Tetapi jika melanggar perintah Tuhan, belum tentu dihukum.
b. Dalam budaya nenek moyang orang Toraja, ada stratifikasi sosial yang cukup
menonjol. Ketika perbudakan masih berlaku di Toraja, dikenal golong puang (penguasa,
tuan) dan kaunan (budak). Namun pada zaman kolonial Belanda hal itu dilarang. Tetapi
dalam prakteknya, masyarakat adat Toraja tetap membedakan empat kasta dalam masyarakat
yang diurut dari yang tertinggi yaitu tana’ Bulaan (Keturunan Raja. Bulaan artinya Emas);
tana’ bassi (Keturunan bangsawan. Bassi artinya Besi), tana’ karurung (Bukan bangsawan,
tetapi bukan juga orang kebanyakan. Karurung adalah sejenis kayu yang keras) dan yang
terendah adalah tana’ kua-kua (kua-kua, sejenis kayu yang rapuh). Dalam hubungan dengan
upacara-upacara adat, dikenal pula golongan imam (to minaa atau to parenge’) dan orang
awam (to buda).
Dengan berkembangnya agama Kristen, orang Toraja Kristen menerima bahwa semua
manusia sama di hadapan Tuhan. Di dalam Tuhan tidak ada penggolongan seperti itu. Namun
dalam penerapannnya di masyarakat, pengakuan terhadap kasta seseorang tetap ada.

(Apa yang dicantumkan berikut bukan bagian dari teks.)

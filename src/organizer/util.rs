use anyhow::{Context, Result, bail};
use std::io::Read;
use std::process::{Command, Output, Stdio};
use std::thread::{self, JoinHandle};
use std::time::{Duration, Instant};

const POLL_INTERVAL: Duration = Duration::from_millis(25);

/// Keeps the first `max_chars` characters, marking the cut with `[…]`.
/// Control characters other than newline and tab are dropped.
pub fn clip_chars(input: &str, max_chars: usize) -> String {
    let mut out = String::new();
    let mut kept = 0usize;
    for c in input
        .chars()
        .filter(|c| !c.is_control() || matches!(c, '\n' | '\t'))
    {
        if kept == max_chars {
            out.push_str("\n[…]");
            break;
        }
        out.push(c);
        kept += 1;
    }
    out
}

/// Collapse newlines so a value fits on one markdown line.
pub fn single_line(input: &str) -> String {
    input.split_whitespace().collect::<Vec<_>>().join(" ")
}

fn drain<R: Read + Send + 'static>(pipe: Option<R>) -> JoinHandle<Vec<u8>> {
    thread::spawn(move || {
        let mut buf = Vec::new();
        if let Some(mut pipe) = pipe {
            let _ = pipe.read_to_end(&mut buf);
        }
        buf
    })
}

/// Runs `cmd` with stdin closed and both pipes drained while it runs, killing
/// it once `timeout` passes.
pub fn run_with_deadline(cmd: &mut Command, timeout: Duration) -> Result<Output> {
    let mut child = cmd
        .stdin(Stdio::null())
        .stdout(Stdio::piped())
        .stderr(Stdio::piped())
        .spawn()
        .with_context(|| format!("failed to spawn {}", cmd.get_program().to_string_lossy()))?;
    let stdout = drain(child.stdout.take());
    let stderr = drain(child.stderr.take());

    let deadline = Instant::now() + timeout;
    let status = loop {
        if let Some(status) = child.try_wait()? {
            break status;
        }
        if Instant::now() >= deadline {
            let _ = child.kill();
            let _ = child.wait();
            bail!("timed out after {}s", timeout.as_secs());
        }
        thread::sleep(POLL_INTERVAL);
    };

    Ok(Output {
        status,
        stdout: stdout.join().unwrap_or_default(),
        stderr: stderr.join().unwrap_or_default(),
    })
}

Akibatnya, ketika mereka berdiri sebagai warga gereja, yang dituruti adalah para penatua atau
pendeta, namun dalam kehidupan sehari-hari, wibawa para keturunan raja dan bangsawan
serta pemuka masyarakatlah yang berpengaruh. Hal ini menyebabkan sering terjadi benturan
15 | P a g e
antara pemuka agama dan pemuka masyarakat. Pemuka agama berpedoman pada ajaran
agama, sedangkan pemuka masyarakat berpedoman pada budaya nenek moyang. Akibatnya,
fenomena dualisme muncul lagi. Ketika masyarakat berada dalam posisi sebagai warga
jemaat, maka keputusan pemuka agamalah yang diikuti. Entah bertentangan dengan budaya
atau tidak, yang jelas Firman Tuhan mengajarkan. Demikian pula sebaliknya. dalam posisi
sebagai anggota masyarakat, keputusan pemuka adatlah yang diikuti, entah sesuai dengan
ajaran agama atau tidak. Dari sudut pandang pemimpin, ada pula kencenderungan apatisme
pemuka agama dalam kegiatan yang berhubungan dengan budaya nenek moyang, dan juga
apatisme pemuka masyarakat dalam kegiatan gereja.

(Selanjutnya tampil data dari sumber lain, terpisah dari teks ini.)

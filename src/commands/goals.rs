use anyhow::Result;

use crate::commands::CommandReport;
use crate::organizer::lock::VaultLock;
use crate::organizer::paths::VaultPaths;
use crate::organizer::trajectory::TrajectoryStore;

#[derive(Debug, Clone)]
pub enum GoalsAction {
    List,
    Add(String),
    Clear,
}

pub fn run(paths: &VaultPaths, action: &GoalsAction) -> Result<CommandReport> {
    let mut report = CommandReport::new("goals");

    if let GoalsAction::List = action {
        let store = TrajectoryStore::load(&paths.state_file)?;
        list(&store, &mut report);
        return Ok(report);
    }

    paths.ensure_layout()?;
    let _lock = VaultLock::acquire(&paths.lock_file())?;
    let mut store = TrajectoryStore::load(&paths.state_file)?;
    match action {
        GoalsAction::Add(goal) => {
            if goal.trim().is_empty() {
                report.issue("goal text is empty");
                return Ok(report);
            }
            if store.add_goal(goal) {
                store.save()?;
                report.detail(format!("added goal: {}", goal.trim()));
            } else {
                report.detail(format!("goal already present: {}", goal.trim()));
            }
        }
        GoalsAction::Clear => {
            let removed = store.clear_goals();
            store.save()?;
            report.detail(format!("cleared {removed} goals"));
        }
        GoalsAction::List => {}
    }
    list(&store, &mut report);
    Ok(report)
}

fn list(store: &TrajectoryStore, report: &mut CommandReport) {
    let goals = &store.state().current_goals;
    report.detail(format!("goals={}", goals.len()));
    for (idx, goal) in goals.iter().enumerate() {
        report.detail(format!("{}. {goal}", idx + 1));
    }
}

Hal ini juga berhubungan dengan asas kepemimpinan bottom up dan dan top down.
Dalam konteks gereja teori yang berlaku adalah asas bottom up yang demokratis. Sedangkan
dalam kontek kehidupan sehari-hari asas top down-lah yang berlaku. Jika demikian,
masyarakat – entah sadar atau tidak – sedang dibentuk dalam dua teori kepemimpinan yang
bertolak belakang itu. Implikasinya bisa menjadi bumerang bagi wibawa gereja atau wibawa
adat ketika terjadi persilangan. Maksudnya asas bottom up mau dipaksakan dalam komunitas
budaya, dan asas top down hendak dipaksakan dalam komunitas agama. Pemaksaan itu bisa
saja dilakukan para pemuka adat atau warga biasa dalam gereja yang tidak nyaman dengan
asas botom up. Atau oleh para pemuka agama yang merasa tidak nyaman dengan asas top
down dalam masyarakat. Kita sudah bisa menebak akibatnnya : konflik dalam gereja atau
konflik sosial dalam masyarakat, atau konflik antara institusi gereja dan institusi masyarakat.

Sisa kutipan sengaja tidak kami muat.